The Read Codes are re-issued quarterly (monthly for drugs) allowing timely incorporation of corrections and enhancements. Additions to the 4-byte set usually originate in the primary care sector; those for Version 2 from both primary and acute sectors. Version 3 is undergoing refinement in response to feedback from initial hospital partnership sites.
Version 2 and Version 3 are cross-referenced to the Tabular List of the Classification of Surgical Operations and Procedures produced by the Office of Population Censuses and Surveys (OPCS-4), the International Classification of Diseases 9th revision (ICD-9), and the International Classification of Diseases and Health Related Problems 10th revision (ICD-10).
In each version, a preferred term is assigned to a code but synonymous terms can also be included and the overall ratio of terms to codes for the full sets is illustrated in Figure 5. This suggests that the richness of the terminology in Version 3 (ratio 1.2) is lower than the 4-byte set (ratio 1.5). However, Version 3 contains extensive sections of anatomy, organisms and other qualifying detail which have a low synonymy rate. A comparison of clinical subsets, as reported below, suggests that Version 3 is indeed a richer clinical vocabulary (see Figure 8).

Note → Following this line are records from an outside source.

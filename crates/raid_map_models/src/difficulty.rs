use indexmap::IndexSet;
use itertools::Itertools;
use serde::{Deserialize, Serialize};

use crate::level::MapLevel;
use crate::marker::MapMarker;

pub const NORMAL_DIFFICULTY: &str = "normal";
pub const LOCKDOWN_DIFFICULTY: &str = "lockdown";
pub const FORBIDDEN_DIFFICULTY: &str = "forbidden";

#[derive(Debug, Clone, PartialEq, Serialize, Deserialize)]
#[serde(default)]
pub struct MapDifficulty {
    pub name: String,
    pub levels: Vec<MapLevel>,
}

impl Default for MapDifficulty {
    fn default() -> Self {
        Self::new(NORMAL_DIFFICULTY)
    }
}

impl MapDifficulty {
    pub fn new(name: impl Into<String>) -> Self {
        Self {
            name: name.into(),
            levels: Vec::new(),
        }
    }

    pub fn add_level(&mut self, level: MapLevel) {
        self.levels.push(level);
    }

    /// first level with that floor number
    pub fn level_by_floor(&self, floor: i32) -> Option<&MapLevel> {
        self.levels.iter().find(|l| l.floor == floor)
    }

    pub fn level_by_floor_mut(&mut self, floor: i32) -> Option<&mut MapLevel> {
        self.levels.iter_mut().find(|l| l.floor == floor)
    }

    pub fn markers(&self) -> impl Iterator<Item = &MapMarker> {
        self.levels.iter().flat_map(|l| l.markers.iter())
    }

    /// distinct marker types across every level, in the order they first show up
    pub fn all_types(&self) -> IndexSet<String> {
        self.markers().map(|m| m.marker_type.clone()).collect()
    }

    /// distinct floors, lowest first
    pub fn floors(&self) -> Vec<i32> {
        self.levels.iter().map(|l| l.floor).sorted().dedup().collect()
    }

    pub fn marker_count(&self) -> usize {
        self.levels.iter().map(|l| l.markers.len()).sum()
    }
}
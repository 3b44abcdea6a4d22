use miette::{miette, Result};
use serde::Serialize;
use serde_json::Value;

use crate::difficulty::{FORBIDDEN_DIFFICULTY, LOCKDOWN_DIFFICULTY, NORMAL_DIFFICULTY};
use crate::level::DEFAULT_MAP_IMAGE;
use crate::map::MapData;

const MAX_FEATURES: usize = 3;
const FILLER_FEATURES: [&str; 5] = ["Combat Zone", "Tactical", "Strategic", "Balanced", "Updated"];

/// Checks the shape of a raw map document before it is listed in the catalog.
/// Deserializing into [MapData] is lenient, this is not: every level and marker must be complete.
pub fn validate_map_document(doc: &Value) -> Result<()> {
    let map_name = doc.get("mapName").and_then(Value::as_str).unwrap_or_default();
    if map_name.is_empty() {
        return Err(miette!("map document has no mapName"));
    }
    let difficulties = doc
        .get("difficulties")
        .and_then(Value::as_object)
        .ok_or_else(|| miette!("map {map_name} has no difficulties object"))?;
    if difficulties.is_empty() {
        return Err(miette!("map {map_name} has no difficulty"));
    }
    for (difficulty_name, difficulty) in difficulties {
        if !is_non_empty_str(difficulty.get("name")) {
            return Err(miette!("difficulty {difficulty_name} of {map_name} has no name"));
        }
        let levels = difficulty
            .get("levels")
            .and_then(Value::as_array)
            .ok_or_else(|| miette!("difficulty {difficulty_name} of {map_name} has no levels array"))?;
        for (level_index, level) in levels.iter().enumerate() {
            let floor_ok = level.get("floor").map(Value::is_number).unwrap_or_default();
            let markers = level.get("markers").and_then(Value::as_array);
            let (true, true, Some(markers)) = (floor_ok, is_non_empty_str(level.get("name")), markers)
            else {
                return Err(miette!(
                    "level {level_index} of {map_name}/{difficulty_name} needs a numeric floor, a name and a markers array"
                ));
            };
            for (marker_index, marker) in markers.iter().enumerate() {
                let position_ok = marker
                    .get("position")
                    .map(|p| {
                        p.get("x").map(Value::is_number).unwrap_or_default()
                            && p.get("y").map(Value::is_number).unwrap_or_default()
                    })
                    .unwrap_or_default();
                if !(position_ok
                    && is_non_empty_str(marker.get("name"))
                    && is_non_empty_str(marker.get("type")))
                {
                    return Err(miette!(
                        "marker {marker_index} of {map_name}/{difficulty_name}/level {level_index} needs a name, a type and a numeric position"
                    ));
                }
            }
        }
    }
    Ok(())
}

fn is_non_empty_str(value: Option<&Value>) -> bool {
    value
        .and_then(Value::as_str)
        .map(|s| !s.is_empty())
        .unwrap_or_default()
}

/// kebab-case to Title Case: `arena-breakout` -> `Arena Breakout`
pub fn format_map_name(map_name: &str) -> String {
    map_name
        .split('-')
        .map(|word| {
            let mut chars = word.chars();
            match chars.next() {
                Some(first) => first.to_uppercase().chain(chars).collect(),
                None => String::new(),
            }
        })
        .collect::<Vec<_>>()
        .join(" ")
}

#[derive(Debug, Clone, Copy, PartialEq, Eq, PartialOrd, Ord, Serialize)]
#[serde(rename_all = "lowercase")]
pub enum MapRating {
    Easy,
    Medium,
    Hard,
    Extreme,
}

impl MapRating {
    pub fn rate(difficulties: &[String], total_markers: usize) -> Self {
        let has = |name: &str| difficulties.iter().any(|d| d == name);
        if has(FORBIDDEN_DIFFICULTY) {
            Self::Extreme
        } else if has(LOCKDOWN_DIFFICULTY) || total_markers > 40 {
            Self::Hard
        } else if total_markers > 20 {
            Self::Medium
        } else {
            Self::Easy
        }
    }
}

/// hand written blurbs for the maps that ship with the viewer
fn known_map_profile(map_name: &str) -> Option<(&'static str, &'static str)> {
    match map_name {
        "armory" => Some((
            "Armory",
            "Industrial weapons facility with dense CQB areas",
        )),
        "arena-breakout" => Some((
            "Arena Breakout",
            "Main battle arena with tactical combat zones",
        )),
        _ => None,
    }
}

/// What the map picker shows for one map.
#[derive(Debug, Clone, PartialEq, Serialize)]
#[serde(rename_all = "camelCase")]
pub struct MapSummary {
    pub map_name: String,
    pub display_name: String,
    pub description: String,
    pub rating: MapRating,
    pub features: Vec<String>,
    pub image: String,
    pub total_markers: usize,
    pub difficulties: Vec<String>,
    pub levels: usize,
}

impl MapSummary {
    pub fn from_map(map: &MapData) -> Self {
        let difficulties: Vec<String> = map.difficulty_names().map(str::to_string).collect();
        let total_markers = map.total_markers();
        let multi_level = map.difficulties().any(|(_, d)| d.levels.len() > 1);
        let mut types = indexmap::IndexSet::new();
        for (_, difficulty) in map.difficulties() {
            types.extend(difficulty.all_types());
        }
        let has_type = |t: &str| types.contains(t);

        let mut features = Vec::new();
        if has_type("loot") || has_type("weapons") {
            features.push("High Loot");
        }
        for (marker_type, feature) in [
            ("spawn", "Spawn Points"),
            ("extraction", "Extraction"),
            ("vehicle", "Vehicles"),
            ("medical", "Medical"),
            ("objective", "Objectives"),
        ] {
            if has_type(marker_type) {
                features.push(feature);
            }
        }
        if multi_level {
            features.push("Multi-Level");
        }
        if map.has_difficulty(FORBIDDEN_DIFFICULTY) {
            features.push("Extreme Mode");
        } else if map.has_difficulty(LOCKDOWN_DIFFICULTY) {
            features.push("Lockdown Mode");
        }
        for filler in FILLER_FEATURES {
            if features.len() >= MAX_FEATURES {
                break;
            }
            if !features.contains(&filler) {
                features.push(filler);
            }
        }
        features.truncate(MAX_FEATURES);

        // a synthesized normal has no levels, so take the first difficulty that has some
        let first_levels = map
            .difficulty(NORMAL_DIFFICULTY)
            .map(|d| d.levels.as_slice())
            .filter(|levels| !levels.is_empty())
            .or_else(|| {
                map.difficulties()
                    .map(|(_, d)| d.levels.as_slice())
                    .find(|levels| !levels.is_empty())
            })
            .unwrap_or_default();
        let image = first_levels
            .first()
            .map(|l| l.map_image.clone())
            .filter(|image| !image.is_empty())
            .unwrap_or_else(|| DEFAULT_MAP_IMAGE.to_string());
        let levels = first_levels.len().max(1);

        let (display_name, description) = match known_map_profile(&map.map_name) {
            Some((display, description)) => (display.to_string(), description.to_string()),
            None => (
                format_map_name(&map.map_name),
                format!("Interactive map for {}", map.map_name),
            ),
        };

        Self {
            map_name: map.map_name.clone(),
            display_name,
            description,
            rating: MapRating::rate(&difficulties, total_markers),
            features: features.into_iter().map(str::to_string).collect(),
            image,
            total_markers,
            difficulties,
            levels,
        }
    }
}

Figure 5: Terms and Concepts: Full sets
All versions support synonymy and Versions 2 and 3 include separate term identifiers. In Version 2, the terms are fixed to concepts with 2 character additional term codes, whereas in Version 3, the labelling of terms with unique 5 character codes enables them to be relocated to different concepts. In Version 3, a dynamic descriptions table links the term identifiers to Read codes (figure 6).
Figure 6: Terms and codes
Read Code Term identifier Term
Version 2 G3... 00 Ischaemic heart disease
11 Arteriosclerotic heart
disease
Version 3 G3... Y201T Ischaemic heart disease
Y201V Arteriosclerotic heart
disease
In Version 3, a non-preferred term can be linked to more than one concept, allowing terms with a more general meaning to point to more specific concepts. This is important to support the functionality of a natural language terminology. In order to avoid ambiguity, it is important to ensure that terms do not depend on hierarchical or contextual clues for accurate assignment of meaning. In the 4-byte set and Version 2, the term IgG (Read code 43J3.) is in the laboratory procedures hierarchy though in isolation it may appear to be a substance.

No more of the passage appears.